I am considering using a NoSQL Document database as a messaging queue.
Here is why:
- I want a client to post a message (some serialized object) to the server and not have to wait for a synchronous response.
- I want to be able to pull messages off of the “queue” based on some criteria, which may be more sophisticated than just a priority level (I am working on a hosted web app, so I want to give all of my customers a fair amount of “computing time”, and not let one customer hog all of the processing).
- I want the queue to be durable – if the server goes down I want any remaining messages to be handled when it comes back up.
So, I am considering using MongoDB or RavenDB as a message queue. The client can post the message object to a web service which writes it to the database. Then – the service doing the work can pull the various message types based on any criteria that may arise. I can create indexes around the scenarios to make it faster.
So – I am looking for someone to shoot a hole in this. Has anybody successfully done this? Has anybody tried this and failed in some way?
2
Check out the accepted answer on this question: https://stackoverflow.com/questions/4745911/nosql-databases
My take on having worked with both types of databases is that the real advantages of NoSQL lie in their scalability. They are well suited for ever-growing blobs of stuff that needs to exist on many nodes. After all, these are the applications that they were born out of (Facebook, Google…).

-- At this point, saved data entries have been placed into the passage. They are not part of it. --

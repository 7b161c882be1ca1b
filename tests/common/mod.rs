#![allow(dead_code, clippy::panic)]

use std::net::SocketAddr;
use std::path::PathBuf;
use std::time::Duration;

use futures_util::{SinkExt, StreamExt};
use location_relay::api::build_router;
use location_relay::app_state::AppState;
use serde_json::Value;
use tokio::net::{TcpListener, TcpStream};
use tokio_tungstenite::tungstenite::Message;
use tokio_tungstenite::{MaybeTlsStream, WebSocketStream};

pub type Client = WebSocketStream<MaybeTlsStream<TcpStream>>;

/// Starts a relay on an ephemeral port and returns its address.
pub async fn spawn_relay(page: PathBuf) -> SocketAddr {
    let Ok(listener) = TcpListener::bind("127.0.0.1:0").await else {
        panic!("bind failed");
    };
    let Ok(addr) = listener.local_addr() else {
        panic!("no local addr");
    };
    let app = build_router(AppState::new(page, 64));
    tokio::spawn(async move {
        let _ = axum::serve(listener, app).await;
    });
    addr
}

pub async fn connect(addr: SocketAddr, room: &str) -> Client {
    match tokio_tungstenite::connect_async(format!("ws://{addr}/ws/{room}")).await {
        Ok((ws, _response)) => ws,
        Err(e) => panic!("connect to {room} failed: {e}"),
    }
}

pub async fn send(ws: &mut Client, text: &str) {
    if let Err(e) = ws.send(Message::text(text.to_string())).await {
        panic!("send failed: {e}");
    }
}

/// Waits for the next text frame.
pub async fn recv_text(ws: &mut Client) -> String {
    loop {
        match tokio::time::timeout(Duration::from_secs(2), ws.next()).await {
            Ok(Some(Ok(Message::Text(text)))) => return text.as_str().to_owned(),
            Ok(Some(Ok(_))) => continue,
            Ok(other) => panic!("connection ended: {other:?}"),
            Err(_) => panic!("timed out waiting for a frame"),
        }
    }
}

pub async fn recv_json(ws: &mut Client) -> Value {
    let text = recv_text(ws).await;
    match serde_json::from_str(&text) {
        Ok(value) => value,
        Err(e) => panic!("frame {text} is not json: {e}"),
    }
}

/// Waits for a `system` notice and returns the count it announces.
pub async fn recv_join_count(ws: &mut Client) -> u64 {
    let value = recv_json(ws).await;
    assert_eq!(value.get("type"), Some(&Value::from("system")), "{value}");
    let Some(msg) = value.get("msg").and_then(Value::as_str) else {
        panic!("system notice without msg: {value}");
    };
    let digits: String = msg.chars().filter(char::is_ascii_digit).collect();
    match digits.parse() {
        Ok(count) => count,
        Err(e) => panic!("no count in {msg}: {e}"),
    }
}

/// Asserts that no text frame arrives within a short window.
pub async fn assert_silent(ws: &mut Client) {
    match tokio::time::timeout(Duration::from_millis(250), ws.next()).await {
        Err(_) => {}
        Ok(Some(Ok(Message::Text(text)))) => panic!("unexpected frame: {}", text.as_str()),
        Ok(other) => panic!("unexpected event: {other:?}"),
    }
}
use base64::engine::general_purpose::URL_SAFE_NO_PAD;
use base64::Engine;
use serde_json::{json, Value};
use shopfront_lib::cache::ResponseCache;
use shopfront_lib::checkout::CheckoutOutcome;
use shopfront_lib::client::{ApiClient, ApiError, ClientOptions, HttpMethod};
use shopfront_lib::notifications::Notifier;
use shopfront_lib::state::SessionStore;
use shopfront_lib::testing::MockBackend;
use shopfront_lib::types::{PaymentMethod, RegisterRequest, Role, ShippingInfo};
use std::sync::Arc;

fn client(backend: MockBackend) -> ApiClient<MockBackend> {
    ApiClient::new(
        backend,
        SessionStore::new(),
        Arc::new(ResponseCache::new()),
        Notifier::default(),
        ClientOptions::default(),
    )
}

fn access_token(user_id: &str, role: &str) -> String {
    let claims = json!({ "userId": user_id, "email": format!("{user_id}@example.com"), "role": role });
    format!("eyJhbGciOiJIUzI1NiJ9.{}.sig", URL_SAFE_NO_PAD.encode(claims.to_string()))
}

async fn signed_in(backend: MockBackend, role: &str) -> ApiClient<MockBackend> {
    backend.reply(
        HttpMethod::Post,
        "/auth/login",
        200,
        json!({ "success": true, "data": { "accessToken": access_token("u1", role) } }),
    );
    let client = client(backend);
    client.login("u1@example.com", "123456").await.unwrap();
    client
}

fn shipping() -> ShippingInfo {
    ShippingInfo {
        address: "House 1, Road 2".to_string(),
        city: "Dhaka".to_string(),
        postal_code: "1207".to_string(),
        country: "Bangladesh".to_string(),
        phone: Some("01700000000".to_string()),
    }
}

fn cart_body(quantity: u32) -> Value {
    json!({
        "data": {
            "items": [{
                "productId": { "_id": "p1", "title": "Desk Lamp", "price": 100, "finalPrice": 80, "stock": 4 },
                "quantity": quantity
            }]
        }
    })
}

#[tokio::test]
async fn login_starts_a_session_from_token_claims() {
    let backend = MockBackend::new();
    backend.reply(HttpMethod::Get, "/cart", 200, json!({ "data": null }));
    let client = signed_in(backend, "admin").await;

    let session = client.session().snapshot();
    assert_eq!(session.user_id(), Some("u1"));
    assert_eq!(session.role(), Some(Role::Admin));

    let cart = client.cart().await.unwrap();
    assert!(cart.items.is_empty());

    let calls = client.transport().calls();
    assert_eq!(calls[0].body, Some(json!({ "email": "u1@example.com", "password": "123456" })));
    assert_eq!(calls[1].authorization.as_deref(), Some(access_token("u1", "admin").as_str()));
}

#[tokio::test]
async fn login_without_token_is_rejected() {
    let backend = MockBackend::new();
    backend.reply(HttpMethod::Post, "/auth/login", 200, json!({ "data": {} }));
    let client = client(backend);

    let err = client.login("a@b.c", "pw").await.unwrap_err();
    assert_eq!(err, ApiError::Validation("Invalid credentials".to_string()));
    assert!(!client.session().snapshot().is_authenticated());

    let err = client.login(" ", "pw").await.unwrap_err();
    assert!(matches!(err, ApiError::Validation(_)));
    assert_eq!(client.transport().calls().len(), 1);
}

#[tokio::test]
async fn product_lists_unwrap_paged_envelopes() {
    let backend = MockBackend::new();
    backend
        .reply(
            HttpMethod::Get,
            "/products?isFeatured=true",
            200,
            json!({ "data": { "result": [{ "_id": "p1", "title": "Lamp", "price": "49.5", "isFeatured": true }] } }),
        )
        .reply(
            HttpMethod::Get,
            "/products?category=Home%20Decor",
            200,
            json!({ "data": { "result": [] } }),
        );
    let client = client(backend);

    let featured = client.featured_products().await.unwrap();
    assert_eq!(featured.len(), 1);
    assert_eq!(featured[0].price, 49.5);
    assert!(featured[0].is_featured);

    assert!(client.products_in_category("Home Decor").await.unwrap().is_empty());
}

#[tokio::test]
async fn cart_read_is_refetched_after_adding_an_item() {
    let backend = MockBackend::new();
    backend
        .reply(HttpMethod::Get, "/cart", 200, cart_body(1))
        .reply(HttpMethod::Get, "/cart", 200, cart_body(2))
        .reply(HttpMethod::Post, "/cart/add-to-cart", 200, json!({ "success": true }));
    let client = signed_in(backend, "user").await;

    assert_eq!(client.cart().await.unwrap().items[0].quantity, 1);
    assert_eq!(client.cart().await.unwrap().items[0].quantity, 1);
    client.add_to_cart("p1", 1).await.unwrap();
    assert_eq!(client.cart().await.unwrap().items[0].quantity, 2);
    assert_eq!(client.transport().call_count(HttpMethod::Get, "/cart"), 2);
}

#[tokio::test]
async fn quantity_outside_stock_is_refused_before_sending() {
    let backend = MockBackend::new();
    backend.reply(HttpMethod::Get, "/cart", 200, cart_body(2));
    let client = signed_in(backend, "user").await;
    let cart = client.cart().await.unwrap();

    let err = client.set_cart_quantity(&cart.items[0], 5).await.unwrap_err();
    assert_eq!(err, ApiError::Validation("Only 4 in stock".to_string()));
    assert!(!client.set_cart_quantity(&cart.items[0], 2).await.unwrap());
    assert_eq!(client.transport().call_count(HttpMethod::Put, "/cart/update-cart"), 0);
}

#[tokio::test]
async fn cash_on_delivery_places_order_and_clears_cart() {
    let backend = MockBackend::new();
    backend
        .reply(HttpMethod::Get, "/cart", 200, cart_body(2))
        .reply(HttpMethod::Post, "/orders/create-order", 200, json!({ "success": true, "data": { "_id": "o1" } }))
        .reply(HttpMethod::Delete, "/cart/clear-cart", 200, json!({ "success": true }));
    let client = signed_in(backend, "user").await;
    let cart = client.cart().await.unwrap();

    let outcome = client
        .place_order(&cart, shipping(), PaymentMethod::CashOnDelivery)
        .await
        .unwrap();
    assert_eq!(outcome, CheckoutOutcome::Placed);

    let calls = client.transport().calls();
    let order = calls
        .iter()
        .find(|c| c.path == "/orders/create-order")
        .and_then(|c| c.body.clone())
        .unwrap();
    assert_eq!(order["userId"], "u1");
    assert_eq!(order["paymentMethod"], "Cash on Delivery");
    assert_eq!(order["status"], "Pending");
    assert_eq!(order["orderItems"][0]["product"], "p1");
    assert_eq!(order["shippingInfo"]["postalCode"], "1207");
    assert_eq!(order["totalPrice"], 191.99);
    assert_eq!(client.transport().call_count(HttpMethod::Delete, "/cart/clear-cart"), 1);
}

#[tokio::test]
async fn online_payment_returns_payment_url() {
    let backend = MockBackend::new();
    backend
        .reply(HttpMethod::Get, "/cart", 200, cart_body(1))
        .reply(
            HttpMethod::Post,
            "/orders/create-order",
            200,
            json!({ "data": { "paymentSession": { "payment_url": "https://pay.example.com/s/1" } } }),
        )
        .reply(HttpMethod::Delete, "/cart/clear-cart", 200, json!({ "success": true }));
    let client = signed_in(backend, "user").await;
    let cart = client.cart().await.unwrap();

    let outcome = client.place_order(&cart, shipping(), PaymentMethod::Bkash).await.unwrap();
    assert_eq!(
        outcome,
        CheckoutOutcome::AwaitingPayment {
            payment_url: "https://pay.example.com/s/1".to_string()
        }
    );
}

#[tokio::test]
async fn invalid_checkout_sends_nothing() {
    let backend = MockBackend::new();
    backend.reply(HttpMethod::Get, "/cart", 200, cart_body(1));
    let client = signed_in(backend, "user").await;
    let cart = client.cart().await.unwrap();
    let before = client.transport().calls().len();

    let err = client
        .place_order(
            &cart,
            ShippingInfo {
                address: String::new(),
                ..shipping()
            },
            PaymentMethod::Card,
        )
        .await
        .unwrap_err();

    assert!(matches!(err, ApiError::Validation(message) if message.contains("address")));
    assert_eq!(client.transport().calls().len(), before);
}

#[tokio::test]
async fn create_admin_sends_admin_role() {
    let backend = MockBackend::new();
    backend.reply(
        HttpMethod::Post,
        "/users/create-user",
        200,
        json!({ "data": { "_id": "a2", "email": "ops@example.com", "role": "admin" } }),
    );
    let client = signed_in(backend, "admin").await;

    let admin = client
        .create_admin(&RegisterRequest {
            name: "Ops".to_string(),
            email: "ops@example.com".to_string(),
            password: "secret1".to_string(),
            phone: None,
            address: None,
        })
        .await
        .unwrap();

    assert_eq!(admin.id, "a2");
    let body = client.transport().calls().last().and_then(|c| c.body.clone()).unwrap();
    assert_eq!(body["role"], "admin");
    assert!(body.get("phone").is_none());
}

They have downsides also, and they are specific to implementation. Personally, I’ve suffered with some replication errors when multiple nodes would delete and re-populate objects within a short amount of time. I’m not necessarily suggesting that it is always pervasive, but the speed advantage often comes with less guarantees of consistency (ie, you will have eventual consistency, but you don’t want to depend on it).
If all you’re doing is building a queue, then I don’t see anything specific to NoSQL that makes them a preferred choice. The speed/reliability/efficiency of it will come down more to the configuration of whatever implementation it is that you decide to go with.
There are no visible holes in it as your requirements list is pretty short :-). Basically the longer the requirements list the bigger the chances to find holes in writing your own.
In my opinion, using a NoSQL database for this scenario would fit:
- if the requirements are not for a full featured queue
- if the app will not have to move from the pull model to a push model (queue v pub/sub)
- the structure of the messages is pretty variable and changes over time
- the app needs to pull messages based on different criteria
- reusing the NoSQL database would reduce the number of systems the app would depend on
As a side note, I’d (biasedly) encourage you to also take a look at RethinkDB.
I agree with MrFox. You need to consider that if you have several threads updating the same data in the queue, your database must support true ACID transaction or you will risk the same item in the queue to be processed more than once, besides getting duplicates of the same item in the queue.
If the total data that you post to the queue is not in big data size (>PB) of data I would advice on selecting another type of database, at least a database that supports true consistency.
The process queue will be better suited for an OLTP type of database since you are basically doing more inserts/updates rather than anything else.
1